O Papa Francisco foi recebido esta quarta-feira na Casa Branca por Barack Obama, num dos pontos mais aguardados da sua visita aos Estados Unidos e deixou logo bem claro no seu discurso de boas-vindas que não pretende disfarçar os temas que preocupam a Igreja americana em nome da diplomacia.
A presidência de Obama tem visto um acentuar de conflitos entre católicos e o governo, nomeadamente devido a questões de liberdade religiosa. No âmbito da sua reforma do sistema de saúde – conhecida como ObamaCare – o Presidente pretende obrigar muitas instituições religiosas a fornecer aos seus funcionários seguros de saúde que incluem a cobertura de contraceptivos e de medicamentos abortivos, sob pena de pagamento de multas incomportáveis.
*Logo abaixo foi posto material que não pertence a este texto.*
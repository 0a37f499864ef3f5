//! `config` subcommand.

use crate::config::{KagamiConfig, RemoteConfig};
use anyhow::Result;
use clap::Args;
use nu_ansi_term::Color;
use std::path::Path;

/// CLI arguments for the `config` subcommand.
#[derive(Debug, Clone, Eq, PartialEq, Args)]
pub struct ConfigCmd;

impl ConfigCmd {
    /// Run the `config` subcommand.
    pub fn run(self, cfg: KagamiConfig, cfg_path: &Path, created: bool) -> Result<()> {
        if created {
            println!(
                "Configuration successfully initialized at: {}",
                Color::Blue.paint(cfg_path.display().to_string())
            );
        } else {
            println!(
                "Configuration at: {}",
                Color::Blue.paint(cfg_path.display().to_string())
            );
        }

        println!("fork:    {}", cfg.fork_path.display());
        println!("backend: {:?}", cfg.merge_backend);
        print_remote("A", &cfg.remote_a);
        print_remote("B", &cfg.remote_b);
        Ok(())
    }
}

fn print_remote(label: &str, remote: &RemoteConfig) {
    let credentials = match (&remote.password_env, &remote.password) {
        (Some(var), _) => format!("${}", var),
        (None, Some(_)) => "<inline password>".to_string(),
        (None, None) => "<none>".to_string(),
    };
    println!(
        "remote {}: {}/{} @ {} (user `{}`, password {})",
        label,
        Color::Green.paint(&remote.name),
        Color::Green.paint(&remote.branch),
        remote.url,
        remote.username,
        credentials
    );
}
As tentativas de encontrar uma solução para este dilema não foram bem-sucedidos e tudo indica que apenas o Supremo Tribunal, ou uma nova administração, conseguirá resolver o problema.
Ao mesmo tempo foi na administração de Obama, e com forte encorajamento da sua parte, que se legalizou o casamento entre pessoas do mesmo sexo em todo o país, o que tem levado a uma série de eventos que a Igreja interpreta como graves ameaças à liberdade religiosa. Há casos de donos de pastelarias e de floristas que foram multados por se recusarem a servir casamentos homossexuais e mais recentemente uma funcionária pública foi detida por se recusar a assinar certidões de casamento entre pessoas do mesmo sexo.
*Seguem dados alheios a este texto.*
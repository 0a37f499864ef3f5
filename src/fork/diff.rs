//! Divergence between the two remotes of a [Fork].

use super::Fork;
use crate::{
    constants::DIFF_CONTEXT_LINES,
    errors::{KagamiError, KagamiResult},
    git::RepositoryExt,
    patch::Patch,
};
use git2::DiffOptions;
use tracing::debug;

/// Which remote a [Patch] is computed relative to.
#[derive(Default, Debug, Clone, Copy, Eq, PartialEq)]
pub enum DiffDirection {
    /// Remote B is the base and remote A the target: the patch describes what A has that B does
    /// not have yet, i.e. what a merge of A into B would bring in.
    #[default]
    BToA,
    /// Remote A is the base and remote B the target. The exact inverse of [DiffDirection::BToA].
    AToB,
}

impl DiffDirection {
    /// Returns the opposite direction.
    pub fn reversed(self) -> Self {
        match self {
            Self::BToA => Self::AToB,
            Self::AToB => Self::BToA,
        }
    }
}

impl Fork {
    /// Computes the [Patch] between the current tips of both remotes.
    ///
    /// Tips are resolved from the tracking references on every call, so the result reflects the
    /// last fetch. The repository is not modified.
    ///
    /// ## Takes
    /// - `direction` - Which remote is the base of the patch.
    ///
    /// ## Returns
    /// - `Ok(Patch)` - The changes from the base tip to the target tip. Empty if both tips have
    ///   identical trees.
    /// - `Err(KagamiError::Reference | KagamiError::CommitResolution)` - If a tip cannot be
    ///   resolved.
    /// - `Err(KagamiError::Diff)` - If the trees cannot be compared.
    pub fn diff_remotes(&self, direction: DiffDirection) -> KagamiResult<Patch> {
        let tip_a = self.repository.remote_tip(&self.remote_a)?;
        let tip_b = self.repository.remote_tip(&self.remote_b)?;

        let ((base_remote, base), (target_remote, target)) = match direction {
            DiffDirection::BToA => ((&self.remote_b, tip_b), (&self.remote_a, tip_a)),
            DiffDirection::AToB => ((&self.remote_a, tip_a), (&self.remote_b, tip_b)),
        };
        debug!(
            base = %base_remote,
            base_tip = %base.id(),
            target = %target_remote,
            target_tip = %target.id(),
            "Diffing remotes"
        );

        let diff_error = |source| KagamiError::Diff {
            base: base_remote.to_string(),
            target: target_remote.to_string(),
            source,
        };

        let base_tree = base.tree().map_err(diff_error)?;
        let target_tree = target.tree().map_err(diff_error)?;

        let mut opts = DiffOptions::new();
        opts.context_lines(DIFF_CONTEXT_LINES);

        let diff = self
            .repository
            .diff_tree_to_tree(Some(&base_tree), Some(&target_tree), Some(&mut opts))
            .map_err(diff_error)?;

        Patch::from_diff(&diff).map_err(diff_error)
    }
}

#[cfg(test)]
mod test {
    use super::DiffDirection;
    use crate::{
        errors::KagamiError,
        patch::{FileStatus, LineOrigin},
        test_utils::TestFork,
    };

    #[test]
    fn identical_tips_yield_empty_patch() {
        let setup = TestFork::new();
        let fork = setup.bootstrap();

        let patch = fork.diff_remotes(DiffDirection::BToA).unwrap();
        assert!(patch.is_empty());
        assert_eq!(patch.to_string(), "");
    }

    #[test]
    fn extra_commit_on_a_adds_file() {
        let setup = TestFork::new();
        setup.a.commit("Add x", &[("x.txt", "hello\nworld\n")]);
        let fork = setup.bootstrap();

        let patch = fork.diff_remotes(DiffDirection::BToA).unwrap();
        assert_eq!(patch.files.len(), 1);

        let file = patch.file("x.txt").unwrap();
        assert_eq!(file.status, FileStatus::Added);
        assert_eq!(file.hunks.len(), 1);
        assert_eq!(file.additions, 2);
        assert_eq!(file.deletions, 0);
        assert!(file.hunks[0]
            .lines
            .iter()
            .all(|l| l.origin == LineOrigin::Addition));
        assert!(patch.to_string().contains("+++ b/x.txt"));
    }

    #[test]
    fn diff_is_deterministic() {
        let setup = TestFork::new();
        setup.a.commit("Edit", &[("README.md", "# Test Repo\n\nMore.\n"), ("y.txt", "y\n")]);
        let fork = setup.bootstrap();

        let first = fork.diff_remotes(DiffDirection::BToA).unwrap();
        let second = fork.diff_remotes(DiffDirection::BToA).unwrap();

        assert_eq!(first, second);
        assert_eq!(first.to_string().as_bytes(), second.to_string().as_bytes());
    }

    #[test]
    fn directions_are_inverse() {
        let setup = TestFork::new();
        setup.a.commit("Edit on A", &[("README.md", "# Test Repo\nfrom a\n"), ("x.txt", "x\n")]);
        setup.b.commit("Edit on B", &[("z.txt", "z\n")]);
        let fork = setup.bootstrap();

        let forward = fork.diff_remotes(DiffDirection::BToA).unwrap();
        let backward = fork.diff_remotes(DiffDirection::BToA.reversed()).unwrap();

        assert_eq!(forward.files.len(), 3);
        assert_eq!(forward.files.len(), backward.files.len());
        for (f, b) in forward.files.iter().zip(backward.files.iter()) {
            assert_eq!(f.path, b.path);
            assert_eq!(f.additions, b.deletions);
            assert_eq!(f.deletions, b.additions);
            assert_eq!(f.hunks.len(), b.hunks.len());

            for (fh, bh) in f.hunks.iter().zip(b.hunks.iter()) {
                assert_eq!((fh.old_start, fh.old_lines), (bh.new_start, bh.new_lines));
                assert_eq!((fh.new_start, fh.new_lines), (bh.old_start, bh.old_lines));
            }
        }

        assert_eq!(forward.file("x.txt").unwrap().status, FileStatus::Added);
        assert_eq!(backward.file("x.txt").unwrap().status, FileStatus::Deleted);
        assert_eq!(forward.file("z.txt").unwrap().status, FileStatus::Deleted);
    }

    #[test]
    fn missing_tracking_reference() {
        let setup = TestFork::new();
        let fork = setup.bootstrap();

        fork.repository()
            .find_reference(&fork.remote_a().reference_name())
            .unwrap()
            .delete()
            .unwrap();

        let err = fork.diff_remotes(DiffDirection::default()).unwrap_err();
        assert!(matches!(err, KagamiError::Reference { ref remote, .. } if remote == "github/master"));
    }
}
//! Structured representation of the changes between two commits.
//!
//! A [Patch] is directional: it describes what changes when moving from a base tree to a target
//! tree. Files are listed in the order `libgit2` reports them (sorted by path), which makes both
//! the structure and its rendered text deterministic for a given pair of trees.

use git2::{Delta, Diff, DiffFormat};

mod fmt;
pub use fmt::DiffStat;

/// The set of file-level changes transforming a base tree into a target tree.
#[derive(Default, Debug, Clone, Eq, PartialEq)]
pub struct Patch {
    /// The changed files.
    pub files: Vec<FilePatch>,
}

/// The changes made to a single file.
#[derive(Debug, Clone, Eq, PartialEq)]
pub struct FilePatch {
    /// Path of the file in the target tree, or in the base tree if it was deleted.
    pub path: String,
    /// Path of the file in the base tree, when it differs from `path`.
    pub old_path: Option<String>,
    /// What happened to the file.
    pub status: FileStatus,
    /// The `diff --git` header block, exactly as produced by `libgit2`.
    pub header: String,
    /// The hunks of the file. Empty for binary files and pure mode changes.
    pub hunks: Vec<Hunk>,
    /// Whether the file was detected as binary.
    pub binary: bool,
    /// Number of added lines.
    pub additions: usize,
    /// Number of deleted lines.
    pub deletions: usize,
}

/// A contiguous region of changes within a file.
#[derive(Debug, Clone, Eq, PartialEq)]
pub struct Hunk {
    /// The `@@ -a,b +c,d @@` header line.
    pub header: String,
    pub old_start: u32,
    pub old_lines: u32,
    pub new_start: u32,
    pub new_lines: u32,
    /// The lines of the hunk, in order.
    pub lines: Vec<Line>,
}

/// A single line of a [Hunk].
#[derive(Debug, Clone, Eq, PartialEq)]
pub struct Line {
    pub origin: LineOrigin,
    /// The line content, including its trailing newline if it has one.
    pub content: String,
    pub old_lineno: Option<u32>,
    pub new_lineno: Option<u32>,
}

/// The role of a [Line] within its hunk.
#[derive(Debug, Clone, Copy, Eq, PartialEq)]
pub enum LineOrigin {
    Context,
    Addition,
    Deletion,
    /// "No newline at end of file" marker on a context line.
    ContextEofnl,
    /// "No newline at end of file" marker on an added line.
    AddEofnl,
    /// "No newline at end of file" marker on a deleted line.
    DelEofnl,
}

impl LineOrigin {
    /// Maps a `libgit2` line origin character. [None] for file headers, hunk headers and binary
    /// markers, which are not hunk lines.
    fn from_char(c: char) -> Option<Self> {
        match c {
            ' ' => Some(Self::Context),
            '+' => Some(Self::Addition),
            '-' => Some(Self::Deletion),
            '=' => Some(Self::ContextEofnl),
            '>' => Some(Self::AddEofnl),
            '<' => Some(Self::DelEofnl),
            _ => None,
        }
    }

    /// The prefix written before the line content in unified-diff text.
    pub fn prefix(&self) -> Option<char> {
        match self {
            Self::Context => Some(' '),
            Self::Addition => Some('+'),
            Self::Deletion => Some('-'),
            Self::ContextEofnl | Self::AddEofnl | Self::DelEofnl => None,
        }
    }
}

/// What happened to a file between the base and the target tree.
#[derive(Debug, Clone, Copy, Eq, PartialEq)]
pub enum FileStatus {
    Added,
    Deleted,
    Modified,
    Renamed,
    Copied,
    Typechange,
}

impl From<Delta> for FileStatus {
    fn from(delta: Delta) -> Self {
        match delta {
            Delta::Added | Delta::Untracked => Self::Added,
            Delta::Deleted => Self::Deleted,
            Delta::Renamed => Self::Renamed,
            Delta::Copied => Self::Copied,
            Delta::Typechange => Self::Typechange,
            _ => Self::Modified,
        }
    }
}

impl Patch {
    /// Builds a [Patch] from a `libgit2` [Diff].
    pub fn from_diff(diff: &Diff<'_>) -> Result<Self, git2::Error> {
        let mut files: Vec<FilePatch> = Vec::new();

        diff.print(DiffFormat::Patch, |delta, hunk, line| {
            match line.origin() {
                // A file header opens a new file entry.
                'F' => {
                    let old_path = delta
                        .old_file()
                        .path()
                        .map(|p| p.to_string_lossy().into_owned());
                    let path = delta
                        .new_file()
                        .path()
                        .map(|p| p.to_string_lossy().into_owned())
                        .or_else(|| old_path.clone())
                        .unwrap_or_default();

                    files.push(FilePatch {
                        old_path: old_path.filter(|old| *old != path),
                        path,
                        status: delta.status().into(),
                        header: String::from_utf8_lossy(line.content()).into_owned(),
                        hunks: Vec::new(),
                        binary: delta.flags().is_binary(),
                        additions: 0,
                        deletions: 0,
                    });
                }
                'B' => {
                    if let Some(file) = files.last_mut() {
                        file.binary = true;
                        file.header
                            .push_str(&String::from_utf8_lossy(line.content()));
                    }
                }
                'H' => {
                    if let (Some(file), Some(hunk)) = (files.last_mut(), hunk) {
                        file.hunks.push(Hunk {
                            header: String::from_utf8_lossy(hunk.header()).into_owned(),
                            old_start: hunk.old_start(),
                            old_lines: hunk.old_lines(),
                            new_start: hunk.new_start(),
                            new_lines: hunk.new_lines(),
                            lines: Vec::new(),
                        });
                    }
                }
                c => {
                    let (Some(origin), Some(file)) = (LineOrigin::from_char(c), files.last_mut())
                    else {
                        return true;
                    };

                    match origin {
                        LineOrigin::Addition => file.additions += 1,
                        LineOrigin::Deletion => file.deletions += 1,
                        _ => {}
                    }

                    if let Some(current) = file.hunks.last_mut() {
                        current.lines.push(Line {
                            origin,
                            content: String::from_utf8_lossy(line.content()).into_owned(),
                            old_lineno: line.old_lineno(),
                            new_lineno: line.new_lineno(),
                        });
                    }
                }
            }
            true
        })?;

        Ok(Self { files })
    }

    /// Returns `true` if the patch contains no changes.
    pub fn is_empty(&self) -> bool {
        self.files.is_empty()
    }

    /// Returns the [FilePatch] for the file at `path`, if it changed.
    pub fn file(&self, path: &str) -> Option<&FilePatch> {
        self.files.iter().find(|f| f.path == path)
    }

    /// Total number of added lines across all files.
    pub fn additions(&self) -> usize {
        self.files.iter().map(|f| f.additions).sum()
    }

    /// Total number of deleted lines across all files.
    pub fn deletions(&self) -> usize {
        self.files.iter().map(|f| f.deletions).sum()
    }

    /// Summarizes the patch.
    pub fn stat(&self) -> DiffStat {
        DiffStat {
            files_changed: self.files.len(),
            insertions: self.additions(),
            deletions: self.deletions(),
        }
    }
}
A posição de Obama foi deixada clara também nesta recepção, para a qual convidou vários activistas homossexuais, incluindo um professor que foi despedido de uma escola católica depois de ter contraído um casamento homossexual e Gene Robinson, o primeiro bispo abertamente homossexual da história da Igreja Episcopaliana, o ramo americano da Igreja Anglicana.
Sem rodeios
O Papa começou o seu discurso com um gesto de paz e de encorajamento ao Presidente e aos democratas em geral na questão da imigração. Obama tem promovido uma atitude de tolerância para tentar resolver o drama de centenas de milhares de imigrantes da América central, sobretudo do México, que todos os dias tentam entrar nos Estados Unidos, perante a oposição cerrada dos seus adversários republicanos. “Como filho de uma família de emigrantes, sinto-me feliz por ser hóspede nesta nação, que foi construída em grande parte por famílias semelhantes”, disse o Papa.
Mas logo no parágrafo seguinte Francisco falou na “fidelidade aos princípios fundadores” dos Estados Unidos. Deve-se notar que o país foi construído numa base de respeito pela convivência religiosa e a liberdade religiosa está consagrada precisamente na primeira emenda à Constituição.
O Papa sublinhou ainda que o motivo da sua visita é a participação no Encontro Mundial das Famílias, que se realiza em Filadélfia, “cuja finalidade é celebrar e apoiar as instituições do matrimónio e da família, num momento crítico da história da nossa civilização”.
Na questão da homossexualidade a Igreja e outros adversários da mudança do conceito natural de casamento têm sido frequentemente apelidados de intolerantes e defensores da discriminação. O Papa, contudo, deixou claro que não é disso que se trata quando disse que os católicos americanos estão comprometidos “na construção de uma sociedade que seja verdadeiramente tolerante e inclusiva” e “na rejeição de qualquer forma de discriminação injusta”.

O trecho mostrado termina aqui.